Kleine chemische Tags mit großen Folgen
Jede Zelle im Körper trägt dieselbe DNA, dennoch verhalten sich Zellen unterschiedlich, weil einige Gene ein- und andere ausgeschaltet sind. Eine Möglichkeit, wie der Körper dies steuert, ist die DNA-Methylierung, das Anfügen kleiner chemischer Tags an die DNA. Diese Tags verändern nicht den genetischen Code, helfen aber zu steuern, wann Gene aktiv sind. Frühere Arbeiten deuteten darauf hin, dass Alkohol diese Tags umformen kann und so eine Art biologisches Gedächtnis des Trinkens schafft, das lange nach dem letzten Drink verbleiben kann.

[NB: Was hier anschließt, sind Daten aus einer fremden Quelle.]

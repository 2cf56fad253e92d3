//! Settings read from the environment (after `.env` has been loaded).
//!
//! Everything goes through a lookup function so tests can supply their own
//! variables without touching the process environment.

use std::path::PathBuf;
use std::str::FromStr;
use std::time::Duration;

use url::Url;

use crate::client::{DEFAULT_GITHUB_API, DEFAULT_INTERVAL, DEFAULT_MAX_ATTEMPTS, PollOptions, Repository};
use crate::error::ConfigError;

pub const DATA_DIR: &str = "PODRELAY_DATA_DIR";
pub const MEDIA_DIR: &str = "PODRELAY_MEDIA_DIR";
pub const USER_AGENT: &str = "PODRELAY_USER_AGENT";
pub const FEED_DELAY_MS: &str = "PODRELAY_FEED_DELAY_MS";
pub const TOP_LIMIT: &str = "PODRELAY_TOP_LIMIT";
pub const GITHUB_TOKEN: &str = "PODRELAY_GITHUB_TOKEN";
pub const FALLBACK_GITHUB_TOKEN: &str = "GITHUB_TOKEN";
pub const REPOSITORY: &str = "PODRELAY_REPOSITORY";
pub const PAGES_URL: &str = "PODRELAY_PAGES_URL";
pub const GITHUB_API: &str = "PODRELAY_GITHUB_API";
pub const POLL_ATTEMPTS: &str = "PODRELAY_POLL_ATTEMPTS";
pub const POLL_INTERVAL_SECS: &str = "PODRELAY_POLL_INTERVAL_SECS";

const DEFAULT_FEED_DELAY_MS: u64 = 1000;
const DEFAULT_TOP_LIMIT: usize = 50;

/// `podrelay/<version>`
pub fn default_user_agent() -> String {
    format!("{}/{}", env!("CARGO_PKG_NAME"), env!("CARGO_PKG_VERSION"))
}

/// Settings for a worker invocation
#[derive(Debug, Clone, PartialEq)]
pub struct WorkerConfig {
    /// Root of the blob store; records land under `<data_dir>/data/...`
    pub data_dir: PathBuf,
    /// Where downloaded episodes are stored
    pub media_dir: PathBuf,
    pub user_agent: String,
    pub feed_delay: Duration,
    pub top_limit: usize,
}

impl WorkerConfig {
    pub fn from_env() -> Result<Self, ConfigError> {
        Self::from_lookup(|key| std::env::var(key).ok())
    }

    pub fn from_lookup(lookup: impl Fn(&str) -> Option<String>) -> Result<Self, ConfigError> {
        Ok(Self {
            data_dir: non_empty(&lookup, DATA_DIR)
                .map(PathBuf::from)
                .unwrap_or_else(|| PathBuf::from(".")),
            media_dir: non_empty(&lookup, MEDIA_DIR)
                .map(PathBuf::from)
                .unwrap_or_else(|| PathBuf::from("media")),
            user_agent: non_empty(&lookup, USER_AGENT).unwrap_or_else(default_user_agent),
            feed_delay: Duration::from_millis(
                parsed(&lookup, FEED_DELAY_MS)?.unwrap_or(DEFAULT_FEED_DELAY_MS),
            ),
            top_limit: parsed(&lookup, TOP_LIMIT)?.unwrap_or(DEFAULT_TOP_LIMIT),
        })
    }
}

/// Settings for the dispatching and polling side
#[derive(Debug, Clone, PartialEq)]
pub struct ClientConfig {
    pub token: Option<String>,
    pub repository: Option<Repository>,
    pub pages_url: Option<Url>,
    pub api_base: String,
    pub poll: PollOptions,
    pub user_agent: String,
}

impl ClientConfig {
    pub fn from_env() -> Result<Self, ConfigError> {
        Self::from_lookup(|key| std::env::var(key).ok())
    }

    pub fn from_lookup(lookup: impl Fn(&str) -> Option<String>) -> Result<Self, ConfigError> {
        let repository = non_empty(&lookup, REPOSITORY)
            .map(|value| {
                value
                    .parse::<Repository>()
                    .map_err(|reason| ConfigError::Invalid {
                        key: REPOSITORY,
                        value,
                        reason,
                    })
            })
            .transpose()?;

        let pages_url = match non_empty(&lookup, PAGES_URL) {
            Some(value) => Some(parse_url(PAGES_URL, value)?),
            None => match &repository {
                Some(repo) => Some(parse_url(
                    PAGES_URL,
                    format!("https://{}.github.io/{}/", repo.owner, repo.name),
                )?),
                None => None,
            },
        };

        Ok(Self {
            token: non_empty(&lookup, GITHUB_TOKEN).or_else(|| non_empty(&lookup, FALLBACK_GITHUB_TOKEN)),
            repository,
            pages_url,
            api_base: non_empty(&lookup, GITHUB_API).unwrap_or_else(|| DEFAULT_GITHUB_API.to_string()),
            poll: PollOptions {
                max_attempts: parsed(&lookup, POLL_ATTEMPTS)?.unwrap_or(DEFAULT_MAX_ATTEMPTS),
                interval: parsed(&lookup, POLL_INTERVAL_SECS)?
                    .map(Duration::from_secs)
                    .unwrap_or(DEFAULT_INTERVAL),
            },
            user_agent: non_empty(&lookup, USER_AGENT).unwrap_or_else(default_user_agent),
        })
    }

    /// The repository to dispatch to; required for dispatching
    pub fn repository(&self) -> Result<&Repository, ConfigError> {
        self.repository.as_ref().ok_or(ConfigError::Missing(REPOSITORY))
    }

    /// Base URL of the published store; required for polling and reading
    pub fn pages_url(&self) -> Result<&Url, ConfigError> {
        self.pages_url.as_ref().ok_or(ConfigError::Missing(PAGES_URL))
    }
}

fn non_empty(lookup: &impl Fn(&str) -> Option<String>, key: &str) -> Option<String> {
    lookup(key)
        .map(|value| value.trim().to_string())
        .filter(|value| !value.is_empty())
}

fn parsed<T>(lookup: &impl Fn(&str) -> Option<String>, key: &'static str) -> Result<Option<T>, ConfigError>
where
    T: FromStr,
    T::Err: std::fmt::Display,
{
    non_empty(lookup, key)
        .map(|value| {
            value.parse::<T>().map_err(|e| ConfigError::Invalid {
                key,
                reason: e.to_string(),
                value,
            })
        })
        .transpose()
}

fn parse_url(key: &'static str, value: String) -> Result<Url, ConfigError> {
    Url::parse(&value).map_err(|e| ConfigError::Invalid {
        key,
        reason: e.to_string(),
        value,
    })
}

Ein sehr großer Blick auf Alkohol und DNA
Um tiefer zu graben, führte das Team die bislang größte Studie zur DNA-Methylierung beim Alkoholkonsum durch. Fast 14.000 Erwachsene schickten Blutstropfen per Post und beantworteten eine kurze Frage, wie häufig sie trinken, von nie bis regelmäßig. Die Forschenden untersuchten über eine halbe Million Stellen im Genom auf methylierungsbezogene Veränderungen, die mit der Trinkhäufigkeit zusammenhängen, und passten die Analysen sorgfältig für Alter, Geschlecht, Rauchen, Zusammensetzung der Blutzellen und technische Einflüsse an. Zudem nutzten sie eine statistische Methode namens epigenomische Dekonvolution, um Ergebnisse getrennt für zwölf Typen von Blutzellen zu schätzen, etwa mehrere Arten von T‑Zellen, B‑Zellen und Granulozyten.
Signale, die über Zelltypen hinweg geteilt werden
Im Gesamtblut fanden die Forschenden 1.266 Stellen, an denen die Methylierung stark mit der Trinkhäufigkeit verknüpft war. Weniger, aber weiterhin wichtige Signale traten bei der Betrachtung einzelner Zelltypen auf: zum Beispiel acht in Neutrophilen und acht in einer Untergruppe von CD8‑T‑Zellen, mit kleineren Zahlen in anderen Zellen. Viele dieser Signale überschnitten sich in verwandten Zelltypen, was nahelegt, dass Alkohol koordinierte Veränderungen erzeugt, statt nur einen einzelnen Zelltyp zu beeinflussen. Eine herausragende Stelle lag in einem Gen namens SLC7A11, das Zellen hilft, Bausteine aufzunehmen, die vor oxidativem Stress schützen. Weniger Methylierung an dieser Stelle im Gesamtblut und in bestimmten Zellen war mit häufigerem Trinken verbunden und stimmte mit Ergebnissen einer früheren, unabhängigen Studie überein.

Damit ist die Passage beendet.